Ich hatte in den letzten Tagen viel Zeit zum Lesen, wenn es auch mit 1,5 Augen und Kopfschmerzen oben drin nicht so der wahre Genuss ist. Aber der Tucholsky Kurt, der gefällt mir, das konnte ich auch „halbtot“ noch einwandfrei feststellen. Der hat Biss. So einer müsste heute noch leben. Hah, das wär was! Die vielen lieben Gefälligkeitsschreiber und Pseudojournalisten der heutigen Zeit können da nicht im Ansatz das Wasser reichen.
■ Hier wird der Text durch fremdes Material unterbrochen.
use std::collections::HashSet;

use colored::Colorize;
use serde_json::json;
use tracing::debug;

use ordo_diff::{diff_keys, KeyDiff};
use ordo_merge::{Departure, Merger};

use crate::cli::*;
use crate::input::{self, Item, Snapshots};

pub fn run_command(cli: Cli) -> anyhow::Result<()> {
    match cli.command {
        Command::Merge(args) => cmd_merge(args, cli.format),
        Command::Diff(args) => cmd_diff(args, cli.format),
    }
}

/// Result of a merge plus the departure decisions made along the way.
#[derive(Debug, Default, PartialEq)]
pub struct MergeReport {
    pub merged: Vec<Item>,
    pub retained: Vec<String>,
    pub omitted: Vec<String>,
}

impl MergeReport {
    pub fn to_json(&self) -> serde_json::Value {
        json!({
            "merged": self.merged,
            "retained": self.retained,
            "omitted": self.omitted,
        })
    }
}

pub fn run_merge(args: &MergeArgs, snapshots: &Snapshots) -> anyhow::Result<MergeReport> {
    let file_config = input::load_config(args.config.as_deref())?;
    let config = input::resolve_config(args, file_config);
    debug!(?config, "resolved merge configuration");

    let keep: HashSet<&str> = args.retain.iter().map(String::as_str).collect();
    let mut retained = Vec::new();
    let mut omitted = Vec::new();

    let merged = Merger::new(config).merge(
        &snapshots.previous,
        &snapshots.next,
        |_: usize, item: &Item| -> Departure<Item> {
            let decision = if args.retain_all || keep.contains(item.key.as_str()) {
                Departure::Retain(item.clone())
            } else {
                Departure::Omit
            };
            if decision.is_retained() {
                retained.push(item.key.clone());
            } else {
                omitted.push(item.key.clone());
            }
            decision
        },
    )?;

    Ok(MergeReport {
        merged,
        retained,
        omitted,
    })
}

fn cmd_merge(args: MergeArgs, format: OutputFormat) -> anyhow::Result<()> {
    let snapshots = input::load_snapshots(&args.snapshots)?;
    let report = run_merge(&args, &snapshots)?;

    match format {
        OutputFormat::Json => {
            println!("{}", serde_json::to_string_pretty(&report.to_json())?);
        }
        OutputFormat::Text => {
            let line: Vec<String> = report
                .merged
                .iter()
                .map(|item| {
                    if report.retained.contains(&item.key) {
                        item.key.dimmed().to_string()
                    } else {
                        item.key.clone()
                    }
                })
                .collect();
            println!("{} {}", "✓".green().bold(), line.join(" "));
            for key in &report.retained {
                println!("  {} {}", "leaving:".yellow(), key);
            }
            for key in &report.omitted {
                println!("  {} {}", "removed:".red(), key);
            }
        }
    }
    Ok(())
}

fn cmd_diff(args: DiffArgs, format: OutputFormat) -> anyhow::Result<()> {
    let snapshots = input::load_snapshots(&args.snapshots)?;
    let diff = diff_keys(&snapshots.previous, &snapshots.next);

    match format {
        OutputFormat::Json => println!("{}", serde_json::to_string_pretty(&diff)?),
        OutputFormat::Text => print_diff(&diff),
    }
    Ok(())
}

fn print_diff(diff: &KeyDiff<String>) {
    if diff.is_unchanged() {
        println!("No changes.");
        return;
    }
    for key in &diff.entering {
        println!("  {} {}", "+".green().bold(), key);
    }
    for key in &diff.leaving {
        println!("  {} {}", "-".red().bold(), key);
    }
    for key in &diff.persisting {
        println!("  {} {}", "=".dimmed(), key);
    }
    if diff.reordered {
        println!("{}", "Persisting keys were reordered.".yellow());
    }
}
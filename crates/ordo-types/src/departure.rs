//! The decision returned for an item that the next snapshot no longer contains.

use serde::{Deserialize, Serialize};

/// Outcome of a departure decision.
///
/// A departing item is either dropped from the merged order or kept, usually
/// so an exit transition can finish. A retained item takes the departing
/// key's slot, so the substitute should carry the same key.
#[derive(Clone, Debug, PartialEq, Eq, Serialize, Deserialize)]
pub enum Departure<T> {
    /// Keep this item in the departing key's slot.
    Retain(T),
    /// Drop the departing key from the merged order.
    Omit,
}

impl<T> Departure<T> {
    /// Returns `true` if the item is kept.
    pub fn is_retained(&self) -> bool {
        matches!(self, Self::Retain(_))
    }

    /// The retained item, if any.
    pub fn into_retained(self) -> Option<T> {
        match self {
            Self::Retain(item) => Some(item),
            Self::Omit => None,
        }
    }
}

impl<T> From<Option<T>> for Departure<T> {
    fn from(value: Option<T>) -> Self {
        match value {
            Some(item) => Self::Retain(item),
            None => Self::Omit,
        }
    }
}

impl<T> From<Departure<T>> for Option<T> {
    fn from(value: Departure<T>) -> Self {
        value.into_retained()
    }
}
//! Foundation types for Ordo.
//!
//! Ordo merges two keyed snapshots of a list (the order that was rendered last
//! frame and the order wanted next frame) into one order that respects both.
//! This crate holds the vocabulary shared by every other Ordo crate.
//!
//! # Key Types
//!
//! - [`Keyed`] -- Anything that exposes a unique, hashable key
//! - [`KeyedItem`] -- A string key paired with an opaque payload
//! - [`Departure`] -- What to do with an item the next snapshot drops
//! - [`Side`] -- Which of the two snapshots a value belongs to

pub mod departure;
pub mod keyed;
pub mod side;

pub use departure::Departure;
pub use keyed::{Keyed, KeyedItem};
pub use side::Side;
//! Variant patterns for `Option` and `Result`.
//!
//! Each pattern selects one variant and matches its payload against a nested
//! pattern; the extraction is the nested pattern's extraction. All four take
//! part in exhaustiveness checking.
//!
//! ```
//! use smatch::placeholders::_x;
//! use smatch::{none, some, smatch};
//!
//! let describe = |value: Option<i32>| {
//!     smatch!(value,
//!         some(_x.gt(0)) => |n| format!("positive {n}"),
//!         some(_x) => |n| format!("other {n}"),
//!         none() => || String::from("nothing"),
//!     )
//! };
//! assert_eq!(describe(Some(4)), Ok(String::from("positive 4")));
//! assert_eq!(describe(None), Ok(String::from("nothing")));
//! ```

use crate::exhaustive::{Coverage, Covered, Missing, Partial, Totality};
use crate::matcher::Matcher;

/// `Some(p)`. Built by [`some`].
#[derive(Clone, Copy, Debug, Default, PartialEq, Eq, Hash)]
pub struct SomeOf<P>(pub P);

/// `None`. Built by [`none`].
#[derive(Clone, Copy, Debug, Default, PartialEq, Eq, Hash)]
pub struct NoneOf;

/// `Ok(p)`. Built by [`ok`].
#[derive(Clone, Copy, Debug, Default, PartialEq, Eq, Hash)]
pub struct OkOf<P>(pub P);

/// `Err(p)`. Built by [`err`].
#[derive(Clone, Copy, Debug, Default, PartialEq, Eq, Hash)]
pub struct ErrOf<P>(pub P);

/// Matches `Some(v)` when `pattern` matches `v`.
#[inline]
pub fn some<P>(pattern: P) -> SomeOf<P> {
    SomeOf(pattern)
}

/// Matches `None`.
#[inline]
pub fn none() -> NoneOf {
    NoneOf
}

/// Matches `Ok(v)` when `pattern` matches `v`.
#[inline]
pub fn ok<P>(pattern: P) -> OkOf<P> {
    OkOf(pattern)
}

/// Matches `Err(e)` when `pattern` matches `e`.
#[inline]
pub fn err<P>(pattern: P) -> ErrOf<P> {
    ErrOf(pattern)
}

// `get` is only reached after a successful `check`, so the other variant is
// unreachable there.

impl<'s, T: 's, P: Matcher<'s, T>> Matcher<'s, Option<T>> for SomeOf<P> {
    type Bindings = P::Bindings;

    #[inline]
    fn check(&self, subject: &'s Option<T>) -> bool {
        subject.as_ref().is_some_and(|value| self.0.check(value))
    }

    #[inline]
    fn get(&self, subject: &'s Option<T>) -> Self::Bindings {
        match subject {
            Some(value) => self.0.get(value),
            None => unreachable!("`get` called on a subject `check` rejected"),
        }
    }
}

impl<'s, T: 's> Matcher<'s, Option<T>> for NoneOf {
    type Bindings = ();

    #[inline]
    fn check(&self, subject: &'s Option<T>) -> bool {
        subject.is_none()
    }

    #[inline]
    fn get(&self, _subject: &'s Option<T>) -> Self::Bindings {}
}

impl<'s, T: 's, E: 's, P: Matcher<'s, T>> Matcher<'s, Result<T, E>> for OkOf<P> {
    type Bindings = P::Bindings;

    #[inline]
    fn check(&self, subject: &'s Result<T, E>) -> bool {
        subject.as_ref().is_ok_and(|value| self.0.check(value))
    }

    #[inline]
    fn get(&self, subject: &'s Result<T, E>) -> Self::Bindings {
        match subject {
            Ok(value) => self.0.get(value),
            Err(_) => unreachable!("`get` called on a subject `check` rejected"),
        }
    }
}

impl<'s, T: 's, E: 's, P: Matcher<'s, E>> Matcher<'s, Result<T, E>> for ErrOf<P> {
    type Bindings = P::Bindings;

    #[inline]
    fn check(&self, subject: &'s Result<T, E>) -> bool {
        subject.as_ref().is_err_and(|error| self.0.check(error))
    }

    #[inline]
    fn get(&self, subject: &'s Result<T, E>) -> Self::Bindings {
        match subject {
            Err(error) => self.0.get(error),
            Ok(_) => unreachable!("`get` called on a subject `check` rejected"),
        }
    }
}

// Slots are `(Some, None)` and `(Ok, Err)`.

impl<P: Coverage> Coverage for SomeOf<P> {
    type Cover = Partial<(P::Cover, Missing)>;
}

impl Coverage for NoneOf {
    type Cover = Partial<(Missing, Covered)>;
}

impl<P: Coverage> Coverage for OkOf<P> {
    type Cover = Partial<(P::Cover, Missing)>;
}

impl<P: Coverage> Coverage for ErrOf<P> {
    type Cover = Partial<(Missing, P::Cover)>;
}

impl<P> Totality for SomeOf<P> {
    type Flag = Missing;
}

impl Totality for NoneOf {
    type Flag = Missing;
}

impl<P> Totality for OkOf<P> {
    type Flag = Missing;
}

impl<P> Totality for ErrOf<P> {
    type Flag = Missing;
}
Mittlerweile und viel zu schnell habe ich „Ein Pyrenäenbuch“ beendet und lese nun eine Auswahl an Artikeln und Aufsätzen aus dem Zeitraum von 1920 bis 1923. Obwohl schon so alt haben viele der Beiträge eine Frische und Gültigkeit über die Entstehungszeit hinaus, dass es die reine Freude ist. Mein Liebling bisher – „Dämmerung“. Eine Kostprobe:
„… Es ist durchaus nicht allen gemeinsam und selbstverständlich, daß das Vaterland das Höchste ist, woran sich anzuschließen Pflicht und Gewinn sei – sondern das ist sehr bestritten. Es ist durchaus nicht allen gemeinsam, daß die Familie der Endpunkt der Entwicklung und etwas Selbstverständliches sei – das ist sehr bestritten. Es ist durchaus nicht selbstverständlich, daß der Kapitalismus notwendig oder gar nutzbringend sei – das ist sehr bestritten. Sie reden verschiedene Sprachen, die babylonischen Menschen, und sie verstehen einander nicht. Sie sprechen aneinander vorbei, und sie haben weniger gemeinsam den je.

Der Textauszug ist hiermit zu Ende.